→ Directions for this task: A word-for-word repetition of all the entries is needed.

→ Exercise data:
impl<W: Wallet> PaymentClient<W> {
    pub fn new(wallet: W) -> Self {
        PaymentClient {
            client: reqwest::Client::new(),
            wallet,
            config: ClientConfig::default(),
        }
    }

    pub fn with_client(mut self, client: reqwest::Client) -> Self {
        self.client = client;
        self
    }

    pub fn with_config(mut self, config: ClientConfig) -> Self {
        self.config = config;
        self
    }

    /// Send `request`, paying once if challenged.
    pub async fn execute(&self, request: reqwest::Request) -> Result<PaidResponse, PaymentError> {
        self.execute_observed(request, |_| {}).await
    }

    /// Like [`execute`](Self::execute), reporting every state transition to `observe`.
    pub async fn execute_observed<F>(
        &self,
        request: reqwest::Request,
        observe: F,
    ) -> Result<PaidResponse, PaymentError>
    where
        F: FnMut(CallState) + Send,
    {
        let mut tracker = Tracker {
            state: CallState::Idle,
            requests: 0,
            observe,
        };

        let result = self.run(request, &mut tracker).await;
        if let Err(err) = &result {
            tracing::warn!(error = %err, requests = tracker.requests, "Paid request failed");
            tracker.advance(CallState::Failed);
        }
        result
    }

    async fn run<F: FnMut(CallState)>(
        &self,
        request: reqwest::Request,
        tracker: &mut Tracker<F>,
    ) -> Result<PaidResponse, PaymentError> {
        let retry = request.try_clone();

        tracker.advance(CallState::Requested);
        let response = self.send(request).await?;

        if response.status() != StatusCode::PAYMENT_REQUIRED {
            tracker.advance(CallState::Succeeded);
            return Ok(PaidResponse {
                response,
                receipt: None,
                requests: tracker.requests,
                final_state: tracker.state,
            });
        }

        tracker.advance(CallState::ChallengeReceived);
        let challenge = self.read_challenge(response).await?;
        let mut retry = retry.ok_or(PaymentError::UnreplayableRequest)?;

        if !self
            .config
            .spending_limit
            .allows(&challenge.amount)
            .map_err(|err| PaymentError::MalformedChallenge(err.to_string()))?
        {
            let limit = match &self.config.spending_limit {
                SpendingLimit::Max { price, .. } => price.clone(),
                SpendingLimit::Unlimited => Price::new(""),
            };
            return Err(PaymentError::AmountExceedsLimit {
                amount: challenge.amount.clone(),
                limit,
            });
        }

        let proof = tokio::time::timeout(
            self.config.sign_timeout,
            self.wallet.sign(&challenge, &self.config.proof),
        )
        .await
        .map_err(|_| PaymentError::WalletTimeout(self.config.sign_timeout))?
        .map_err(|err| PaymentError::WalletUnavailable(err.to_string()))?;

        tracker.advance(CallState::ProofConstructed);
        let authorization = header::HeaderValue::from_str(&proof.to_authorization()?)
            .map_err(|err| PaymentError::InvalidProof(err.to_string()))?;
        retry.headers_mut().insert(header::AUTHORIZATION, authorization);

        tracing::debug!(
            resource = %challenge.resource,
            amount = %challenge.amount,
            network = %challenge.network,
            "Retrying with payment proof"
        );

        tracker.advance(CallState::Retried);
        let mut response = self.send(retry).await?;

        if response.status() == StatusCode::PAYMENT_REQUIRED {
            return Err(self.read_rejection(response).await);
        }
        if response.status().is_client_error() || response.status().is_server_error() {
            response = self.read_paid_failure(response).await?;
        }

        let receipt = response
            .headers()
            .get(PAYMENT_TRANSACTION_HEADER)
            .and_then(|value| value.to_str().ok())
            .map(|transaction| PaymentReceipt {
                payer: proof.authorization().from.clone(),
                transaction: transaction.to_string(),
                network: challenge.network.clone(),
            });

        if let Some(receipt) = &receipt {
            tracing::info!(
                payer = %receipt.payer,
                transaction = %receipt.transaction,
                "Payment settled"
            );
        }

        tracker.advance(CallState::Succeeded);
        Ok(PaidResponse {
            response,
            receipt,
            requests: tracker.requests,
            final_state: tracker.state,
        })
    }

    async fn send(&self, request: reqwest::Request) -> Result<reqwest::Response, PaymentError> {
        tokio::time::timeout(self.config.request_timeout, self.client.execute(request))
            .await
            .map_err(|_| {
                PaymentError::NetworkError(format!(
                    "no response within {:?}",
                    self.config.request_timeout
                ))
            })?
            .map_err(|err| PaymentError::NetworkError(err.to_string()))
    }

    async fn read_body(&self, response: reqwest::Response) -> Result<Vec<u8>, PaymentError> {
        let bytes = tokio::time::timeout(self.config.request_timeout, response.bytes())
            .await
            .map_err(|_| PaymentError::NetworkError("timed out reading body".to_string()))?
            .map_err(|err| PaymentError::NetworkError(err.to_string()))?;
        Ok(bytes.to_vec())
    }

    /// The challenge from `WWW-Authenticate`, falling back to the JSON body.
    async fn read_challenge(
        &self,
        response: reqwest::Response,
    ) -> Result<PaymentChallenge, PaymentError> {
        let from_header = response
            .headers()
            .get(header::WWW_AUTHENTICATE)
            .and_then(|value| value.to_str().ok())
            .and_then(|value| PaymentChallenge::from_www_authenticate(value).ok())
            .filter(PaymentChallenge::is_complete);
        if let Some(challenge) = from_header {
            return Ok(challenge);
        }

        let body = self.read_body(response).await?;
        let parsed: ChallengeBody = serde_json::from_slice(&body)
            .map_err(|err| PaymentError::MalformedChallenge(err.to_string()))?;
        parsed
            .challenge
            .filter(PaymentChallenge::is_complete)
            .ok_or_else(|| PaymentError::MalformedChallenge("402 without a challenge".to_string()))
    }

    /// Classify an unsuccessful paid retry.
    ///
    /// A structured x402 body or any `5xx` is a payment failure. Other client
    /// errors belong to the application and are handed back unchanged.
    async fn read_paid_failure(
        &self,
        response: reqwest::Response,
    ) -> Result<reqwest::Response, PaymentError> {
        let status = response.status();
        let headers = response.headers().clone();
        let body = self.read_body(response).await?;

        if let Ok(rejection) = serde_json::from_slice::<ChallengeBody>(&body) {
            return Err(PaymentError::from_rejection(rejection.error, rejection.message));
        }
        if status.is_server_error() {
            return Err(PaymentError::NetworkError(format!(
                "paid request failed with {status}"
            )));
        }

        let mut rebuilt = http::Response::new(body);
        *rebuilt.status_mut() = status;
        *rebuilt.headers_mut() = headers;
        Ok(reqwest::Response::from(rebuilt))
    }

    async fn read_rejection(&self, response: reqwest::Response) -> PaymentError {
        let body = match self.read_body(response).await {
            Ok(body) => body,
            Err(err) => return err,
        };
        match serde_json::from_slice::<ChallengeBody>(&body) {
            Ok(rejection) => PaymentError::from_rejection(rejection.error, rejection.message),
            Err(_) => PaymentError::InvalidProof("server rejected the payment proof".to_string()),
        }
    }
}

→ Exercise response:
impl<W: Wallet> PaymentClient<W> {
    pub fn new(wallet: W) -> Self {
        PaymentClient {
            client: reqwest::Client::new(),
            wallet,
            config: ClientConfig::default(),
        }
    }

    pub fn with_client(mut self, client: reqwest::Client) -> Self {
        self.client = client;
        self
    }

    pub fn with_config(mut self, config: ClientConfig) -> Self {
        self.config = config;
        self
    }

    /// Send `request`, paying once if challenged.
    pub async fn execute(&self, request: reqwest::Request) -> Result<PaidResponse, PaymentError> {
        self.execute_observed(request, |_| {}).await
    }

    /// Like [`execute`](Self::execute), reporting every state transition to `observe`.
    pub async fn execute_observed<F>(
        &self,
        request: reqwest::Request,
        observe: F,
    ) -> Result<PaidResponse, PaymentError>
    where
        F: FnMut(CallState) + Send,
    {
        let mut tracker = Tracker {
            state: CallState::Idle,
            requests: 0,
            observe,
        };

        let result = self.run(request, &mut tracker).await;
        if let Err(err) = &result {
            tracing::warn!(error = %err, requests = tracker.requests, "Paid request failed");
            tracker.advance(CallState::Failed);
        }
        result
    }

    async fn run<F: FnMut(CallState)>(
        &self,
        request: reqwest::Request,
        tracker: &mut Tracker<F>,
    ) -> Result<PaidResponse, PaymentError> {
        let retry = request.try_clone();

        tracker.advance(CallState::Requested);
        let response = self.send(request).await?;

        if response.status() != StatusCode::PAYMENT_REQUIRED {
            tracker.advance(CallState::Succeeded);
            return Ok(PaidResponse {
                response,
                receipt: None,
                requests: tracker.requests,
                final_state: tracker.state,
            });
        }

        tracker.advance(CallState::ChallengeReceived);
        let challenge = self.read_challenge(response).await?;
        let mut retry = retry.ok_or(PaymentError::UnreplayableRequest)?;

        if !self
            .config
            .spending_limit
            .allows(&challenge.amount)
            .map_err(|err| PaymentError::MalformedChallenge(err.to_string()))?
        {
            let limit = match &self.config.spending_limit {
                SpendingLimit::Max { price, .. } => price.clone(),
                SpendingLimit::Unlimited => Price::new(""),
            };
            return Err(PaymentError::AmountExceedsLimit {
                amount: challenge.amount.clone(),
                limit,
            });
        }

        let proof = tokio::time::timeout(
            self.config.sign_timeout,
            self.wallet.sign(&challenge, &self.config.proof),
        )
        .await
        .map_err(|_| PaymentError::WalletTimeout(self.config.sign_timeout))?
        .map_err(|err| PaymentError::WalletUnavailable(err.to_string()))?;

        tracker.advance(CallState::ProofConstructed);
        let authorization = header::HeaderValue::from_str(&proof.to_authorization()?)
            .map_err(|err| PaymentError::InvalidProof(err.to_string()))?;
        retry.headers_mut().insert(header::AUTHORIZATION, authorization);

        tracing::debug!(
            resource = %challenge.resource,
            amount = %challenge.amount,
            network = %challenge.network,
            "Retrying with payment proof"
        );

        tracker.advance(CallState::Retried);
        let mut response = self.send(retry).await?;

        if response.status() == StatusCode::PAYMENT_REQUIRED {
            return Err(self.read_rejection(response).await);
        }
        if response.status().is_client_error() || response.status().is_server_error() {
            response = self.read_paid_failure(response).await?;
        }

        let receipt = response
            .headers()
            .get(PAYMENT_TRANSACTION_HEADER)
            .and_then(|value| value.to_str().ok())
            .map(|transaction| PaymentReceipt {
                payer: proof.authorization().from.clone(),
                transaction: transaction.to_string(),
                network: challenge.network.clone(),
            });

        if let Some(receipt) = &receipt {
            tracing::info!(
                payer = %receipt.payer,
                transaction = %receipt.transaction,
                "Payment settled"
            );
        }

        tracker.advance(CallState::Succeeded);
        Ok(PaidResponse {
            response,
            receipt,
            requests: tracker.requests,
            final_state: tracker.state,
        })
    }

    async fn send(&self, request: reqwest::Request) -> Result<reqwest::Response, PaymentError> {
        tokio::time::timeout(self.config.request_timeout, self.client.execute(request))
            .await
            .map_err(|_| {
                PaymentError::NetworkError(format!(
                    "no response within {:?}",
                    self.config.request_timeout
                ))
            })?
            .map_err(|err| PaymentError::NetworkError(err.to_string()))
    }

    async fn read_body(&self, response: reqwest::Response) -> Result<Vec<u8>, PaymentError> {
        let bytes = tokio::time::timeout(self.config.request_timeout, response.bytes())
            .await
            .map_err(|_| PaymentError::NetworkError("timed out reading body".to_string()))?
            .map_err(|err| PaymentError::NetworkError(err.to_string()))?;
        Ok(bytes.to_vec())
    }

    /// The challenge from `WWW-Authenticate`, falling back to the JSON body.
    async fn read_challenge(
        &self,
        response: reqwest::Response,
    ) -> Result<PaymentChallenge, PaymentError> {
        let from_header = response
            .headers()
            .get(header::WWW_AUTHENTICATE)
            .and_then(|value| value.to_str().ok())
            .and_then(|value| PaymentChallenge::from_www_authenticate(value).ok())
            .filter(PaymentChallenge::is_complete);
        if let Some(challenge) = from_header {
            return Ok(challenge);
        }

        let body = self.read_body(response).await?;
        let parsed: ChallengeBody = serde_json::from_slice(&body)
            .map_err(|err| PaymentError::MalformedChallenge(err.to_string()))?;
        parsed
            .challenge
            .filter(PaymentChallenge::is_complete)
            .ok_or_else(|| PaymentError::MalformedChallenge("402 without a challenge".to_string()))
    }

    /// Classify an unsuccessful paid retry.
    ///
    /// A structured x402 body or any `5xx` is a payment failure. Other client
    /// errors belong to the application and are handed back unchanged.
    async fn read_paid_failure(
        &self,
        response: reqwest::Response,
    ) -> Result<reqwest::Response, PaymentError> {
        let status = response.status();
        let headers = response.headers().clone();
        let body = self.read_body(response).await?;

        if let Ok(rejection) = serde_json::from_slice::<ChallengeBody>(&body) {
            return Err(PaymentError::from_rejection(rejection.error, rejection.message));
        }
        if status.is_server_error() {
            return Err(PaymentError::NetworkError(format!(
                "paid request failed with {status}"
            )));
        }

        let mut rebuilt = http::Response::new(body);
        *rebuilt.status_mut() = status;
        *rebuilt.headers_mut() = headers;
        Ok(reqwest::Response::from(rebuilt))
    }

    async fn read_rejection(&self, response: reqwest::Response) -> PaymentError {
        let body = match self.read_body(response).await {
            Ok(body) => body,
            Err(err) => return err,
        };
        match serde_json::from_slice::<ChallengeBody>(&body) {
            Ok(rejection) => PaymentError::from_rejection(rejection.error, rejection.message),
            Err(_) => PaymentError::InvalidProof("server rejected the payment proof".to_string()),
        }
    }
}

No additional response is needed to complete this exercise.